§ **THE TASK**
For the entries below, repeat exactly each line starting with the one that contains "are logged and" and going on through the one that contains "let http: Arc<dyn", and no others.

§ **LISTED RECORDS**
####

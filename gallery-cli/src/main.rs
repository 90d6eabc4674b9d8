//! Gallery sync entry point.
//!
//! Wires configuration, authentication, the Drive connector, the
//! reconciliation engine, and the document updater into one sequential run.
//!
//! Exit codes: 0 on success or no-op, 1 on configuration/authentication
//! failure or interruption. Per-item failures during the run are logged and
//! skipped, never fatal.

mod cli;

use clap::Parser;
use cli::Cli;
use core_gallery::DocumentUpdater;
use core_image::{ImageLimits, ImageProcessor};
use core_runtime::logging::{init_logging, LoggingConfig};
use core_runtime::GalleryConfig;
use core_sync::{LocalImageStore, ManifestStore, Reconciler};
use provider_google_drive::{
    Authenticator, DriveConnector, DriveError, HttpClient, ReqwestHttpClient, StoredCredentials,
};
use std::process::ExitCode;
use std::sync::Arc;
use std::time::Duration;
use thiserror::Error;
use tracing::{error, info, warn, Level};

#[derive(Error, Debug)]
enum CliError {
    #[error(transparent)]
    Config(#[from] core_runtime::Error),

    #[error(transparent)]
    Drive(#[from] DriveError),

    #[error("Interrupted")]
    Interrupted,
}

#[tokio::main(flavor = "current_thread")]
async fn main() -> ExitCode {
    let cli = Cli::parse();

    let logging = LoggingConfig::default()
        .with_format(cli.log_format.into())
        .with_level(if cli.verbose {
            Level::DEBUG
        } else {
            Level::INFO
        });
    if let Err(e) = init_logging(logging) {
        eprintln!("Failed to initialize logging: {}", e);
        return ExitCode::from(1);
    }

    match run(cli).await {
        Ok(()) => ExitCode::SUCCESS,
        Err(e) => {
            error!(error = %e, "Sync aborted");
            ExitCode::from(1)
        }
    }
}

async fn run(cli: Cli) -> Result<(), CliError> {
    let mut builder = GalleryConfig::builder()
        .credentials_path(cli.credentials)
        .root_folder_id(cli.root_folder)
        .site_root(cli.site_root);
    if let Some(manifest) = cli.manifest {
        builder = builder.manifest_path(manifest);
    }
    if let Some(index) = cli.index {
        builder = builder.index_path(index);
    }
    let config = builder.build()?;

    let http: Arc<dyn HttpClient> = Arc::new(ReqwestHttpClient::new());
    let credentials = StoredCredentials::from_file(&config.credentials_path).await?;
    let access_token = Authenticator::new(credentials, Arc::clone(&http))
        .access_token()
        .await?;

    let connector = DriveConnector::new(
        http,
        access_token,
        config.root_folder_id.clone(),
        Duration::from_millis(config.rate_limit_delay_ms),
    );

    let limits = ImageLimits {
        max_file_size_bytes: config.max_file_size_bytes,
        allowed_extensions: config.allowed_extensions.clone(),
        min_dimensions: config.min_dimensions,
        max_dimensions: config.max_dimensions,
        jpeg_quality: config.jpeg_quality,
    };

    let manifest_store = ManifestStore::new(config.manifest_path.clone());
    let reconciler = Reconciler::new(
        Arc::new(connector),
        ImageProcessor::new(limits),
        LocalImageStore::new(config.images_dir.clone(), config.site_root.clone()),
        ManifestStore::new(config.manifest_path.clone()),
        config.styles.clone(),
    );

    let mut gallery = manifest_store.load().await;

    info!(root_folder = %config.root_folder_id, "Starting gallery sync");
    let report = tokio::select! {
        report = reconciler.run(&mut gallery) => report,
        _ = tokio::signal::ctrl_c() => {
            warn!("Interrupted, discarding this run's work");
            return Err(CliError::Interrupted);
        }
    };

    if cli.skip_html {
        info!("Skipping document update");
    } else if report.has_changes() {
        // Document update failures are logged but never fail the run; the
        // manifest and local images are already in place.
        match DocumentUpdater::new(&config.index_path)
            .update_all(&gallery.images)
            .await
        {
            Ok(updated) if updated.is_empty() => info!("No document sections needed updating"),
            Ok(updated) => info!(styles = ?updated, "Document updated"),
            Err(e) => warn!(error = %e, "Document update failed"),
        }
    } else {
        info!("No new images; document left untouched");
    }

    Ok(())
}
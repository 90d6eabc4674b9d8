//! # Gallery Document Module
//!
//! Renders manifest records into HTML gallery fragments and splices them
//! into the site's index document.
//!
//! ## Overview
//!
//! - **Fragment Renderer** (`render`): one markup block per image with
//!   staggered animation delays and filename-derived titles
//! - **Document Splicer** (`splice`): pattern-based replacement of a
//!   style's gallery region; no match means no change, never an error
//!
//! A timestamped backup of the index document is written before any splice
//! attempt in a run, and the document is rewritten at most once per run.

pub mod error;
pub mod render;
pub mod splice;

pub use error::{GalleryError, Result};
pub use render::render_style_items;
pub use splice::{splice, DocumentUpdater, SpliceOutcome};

####

§ **COMPLETED EXERCISE**
//! failure or interruption. Per-item failures during the run are logged and
//! skipped, never fatal.

mod cli;

use clap::Parser;
use cli::Cli;
use core_gallery::DocumentUpdater;
use core_image::{ImageLimits, ImageProcessor};
use core_runtime::logging::{init_logging, LoggingConfig};
use core_runtime::GalleryConfig;
use core_sync::{LocalImageStore, ManifestStore, Reconciler};
use provider_google_drive::{
    Authenticator, DriveConnector, DriveError, HttpClient, ReqwestHttpClient, StoredCredentials,
};
use std::process::ExitCode;
use std::sync::Arc;
use std::time::Duration;
use thiserror::Error;
use tracing::{error, info, warn, Level};

#[derive(Error, Debug)]
enum CliError {
    #[error(transparent)]
    Config(#[from] core_runtime::Error),

    #[error(transparent)]
    Drive(#[from] DriveError),

    #[error("Interrupted")]
    Interrupted,
}

#[tokio::main(flavor = "current_thread")]
async fn main() -> ExitCode {
    let cli = Cli::parse();

    let logging = LoggingConfig::default()
        .with_format(cli.log_format.into())
        .with_level(if cli.verbose {
            Level::DEBUG
        } else {
            Level::INFO
        });
    if let Err(e) = init_logging(logging) {
        eprintln!("Failed to initialize logging: {}", e);
        return ExitCode::from(1);
    }

    match run(cli).await {
        Ok(()) => ExitCode::SUCCESS,
        Err(e) => {
            error!(error = %e, "Sync aborted");
            ExitCode::from(1)
        }
    }
}

async fn run(cli: Cli) -> Result<(), CliError> {
    let mut builder = GalleryConfig::builder()
        .credentials_path(cli.credentials)
        .root_folder_id(cli.root_folder)
        .site_root(cli.site_root);
    if let Some(manifest) = cli.manifest {
        builder = builder.manifest_path(manifest);
    }
    if let Some(index) = cli.index {
        builder = builder.index_path(index);
    }
    let config = builder.build()?;

    let http: Arc<dyn HttpClient> = Arc::new(ReqwestHttpClient::new());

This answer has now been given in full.